### What to work on
Each line of the material below is to be checked for "must"; the number of matching lines is the only output expected.

### Provided records
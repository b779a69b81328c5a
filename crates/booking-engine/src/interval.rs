//! Validated time intervals and the booking records placed on tables.

use chrono::{DateTime, Duration, Utc};
use serde::{Deserialize, Serialize};

use crate::error::{BookingError, Result};

/// A half-open time range `[start, end)` with `start < end`.
///
/// The only way to obtain one is through [`TimeInterval::new`] (or
/// deserialization, which calls it), so every interval in memory is valid.
#[derive(Debug, Clone, Copy, PartialEq, Eq, Hash, Serialize, Deserialize)]
#[serde(try_from = "RawInterval")]
pub struct TimeInterval {
    start: DateTime<Utc>,
    end: DateTime<Utc>,
}

#[derive(Deserialize)]
struct RawInterval {
    start: DateTime<Utc>,
    end: DateTime<Utc>,
}

impl TryFrom<RawInterval> for TimeInterval {
    type Error = BookingError;

    fn try_from(raw: RawInterval) -> Result<Self> {
        TimeInterval::new(raw.start, raw.end)
    }
}

impl TimeInterval {
    /// Build an interval, rejecting `start >= end`.
    pub fn new(start: DateTime<Utc>, end: DateTime<Utc>) -> Result<Self> {
        if start >= end {
            return Err(BookingError::InvalidInterval {
                start: start.to_rfc3339(),
                end: end.to_rfc3339(),
            });
        }
        Ok(Self { start, end })
    }

    /// For endpoints already known to be ordered.
    pub(crate) fn from_ordered(start: DateTime<Utc>, end: DateTime<Utc>) -> Self {
        debug_assert!(start < end, "interval start must precede end");
        Self { start, end }
    }

    /// Build an interval of `minutes` length starting at `start`.
    pub fn starting_at(start: DateTime<Utc>, minutes: u32) -> Result<Self> {
        Self::new(start, start + Duration::minutes(i64::from(minutes)))
    }

    pub fn start(&self) -> DateTime<Utc> {
        self.start
    }

    pub fn end(&self) -> DateTime<Utc> {
        self.end
    }

    pub fn duration_minutes(&self) -> i64 {
        (self.end - self.start).num_minutes()
    }

    /// Half-open overlap test. Adjacent intervals do not overlap.
    pub fn overlaps(&self, other: &TimeInterval) -> bool {
        self.start < other.end && other.start < self.end
    }

    /// True when `other` lies entirely inside this interval.
    pub fn contains(&self, other: &TimeInterval) -> bool {
        self.start <= other.start && other.end <= self.end
    }
}

/// An existing reservation on one table.
///
/// Immutable once built: the engine only reads bookings to test new requests.
#[derive(Debug, Clone, PartialEq, Eq, Serialize, Deserialize)]
#[serde(try_from = "BookingRecord", into = "BookingRecord")]
pub struct TableBooking {
    id: String,
    table_id: String,
    interval: TimeInterval,
    party_size: u32,
    customer_name: Option<String>,
}

/// Wire shape of a booking as returned by the `/bookings` resource.
#[derive(Debug, Clone, Serialize, Deserialize)]
#[serde(rename_all = "camelCase")]
struct BookingRecord {
    id: String,
    table_id: String,
    start_time: DateTime<Utc>,
    end_time: DateTime<Utc>,
    party_size: u32,
    #[serde(default, skip_serializing_if = "Option::is_none")]
    customer_name: Option<String>,
}

impl TryFrom<BookingRecord> for TableBooking {
    type Error = BookingError;

    fn try_from(record: BookingRecord) -> Result<Self> {
        let interval = TimeInterval::new(record.start_time, record.end_time)?;
        let booking = TableBooking::new(record.id, record.table_id, interval, record.party_size)?;
        Ok(match record.customer_name {
            Some(name) => booking.with_customer_name(name),
            None => booking,
        })
    }
}

impl From<TableBooking> for BookingRecord {
    fn from(booking: TableBooking) -> Self {
        Self {
            id: booking.id,
            table_id: booking.table_id,
            start_time: booking.interval.start,
            end_time: booking.interval.end,
            party_size: booking.party_size,
            customer_name: booking.customer_name,
        }
    }
}

impl TableBooking {
    /// Build a booking. `party_size` must be positive.
    ///
    /// The table id is carried as-is; nothing checks that the table exists.
    pub fn new(
        id: impl Into<String>,
        table_id: impl Into<String>,
        interval: TimeInterval,
        party_size: u32,
    ) -> Result<Self> {
        if party_size == 0 {
            return Err(BookingError::InvalidPartySize(
                "a booking must seat at least one guest".to_string(),
            ));
        }
        Ok(Self {
            id: id.into(),
            table_id: table_id.into(),
            interval,
            party_size,
            customer_name: None,
        })
    }

    pub fn with_customer_name(mut self, name: impl Into<String>) -> Self {
        self.customer_name = Some(name.into());
        self
    }

    pub fn id(&self) -> &str {
        &self.id
    }

    pub fn table_id(&self) -> &str {
        &self.table_id
    }

    pub fn interval(&self) -> &TimeInterval {
        &self.interval
    }

    pub fn party_size(&self) -> u32 {
        self.party_size
    }

    pub fn customer_name(&self) -> Option<&str> {
        self.customer_name.as_deref()
    }
}

#[cfg(test)]
mod tests {
    use super::*;
    use chrono::TimeZone;

    fn at(hour: u32, min: u32) -> DateTime<Utc> {
        Utc.with_ymd_and_hms(2024, 1, 15, hour, min, 0).unwrap()
    }

    #[test]
    fn rejects_empty_and_inverted_intervals() {
        assert!(TimeInterval::new(at(18, 0), at(18, 0)).is_err());
        assert!(TimeInterval::new(at(20, 0), at(18, 0)).is_err());
        assert!(TimeInterval::new(at(18, 0), at(20, 0)).is_ok());
    }

    #[test]
    fn zero_length_slot_is_rejected() {
        assert!(TimeInterval::starting_at(at(12, 0), 0).is_err());
    }

    #[test]
    fn adjacent_intervals_do_not_overlap() {
        let a = TimeInterval::new(at(18, 0), at(20, 0)).unwrap();
        let b = TimeInterval::new(at(20, 0), at(21, 0)).unwrap();
        assert!(!a.overlaps(&b));
        assert!(!b.overlaps(&a));
    }

    #[test]
    fn booking_requires_positive_party() {
        let interval = TimeInterval::new(at(18, 0), at(20, 0)).unwrap();
        assert!(TableBooking::new("b1", "t1", interval, 0).is_err());
    }

    #[test]
    fn booking_deserializes_from_wire_shape() {
        let json = r#"{
            "id": "b1",
            "tableId": "t1",
            "startTime": "2024-01-15T18:00:00Z",
            "endTime": "2024-01-15T20:00:00Z",
            "partySize": 4,
            "customerName": "Rossi"
        }"#;
        let booking: TableBooking = serde_json::from_str(json).unwrap();
        assert_eq!(booking.table_id(), "t1");
        assert_eq!(booking.interval().duration_minutes(), 120);
        assert_eq!(booking.customer_name(), Some("Rossi"));
    }

    #[test]
    fn inverted_booking_fails_to_deserialize() {
        let json = r#"{
            "id": "b1",
            "tableId": "t1",
            "startTime": "2024-01-15T20:00:00Z",
            "endTime": "2024-01-15T18:00:00Z",
            "partySize": 4
        }"#;
        assert!(serde_json::from_str::<TableBooking>(json).is_err());
    }
}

### Reply to the task
3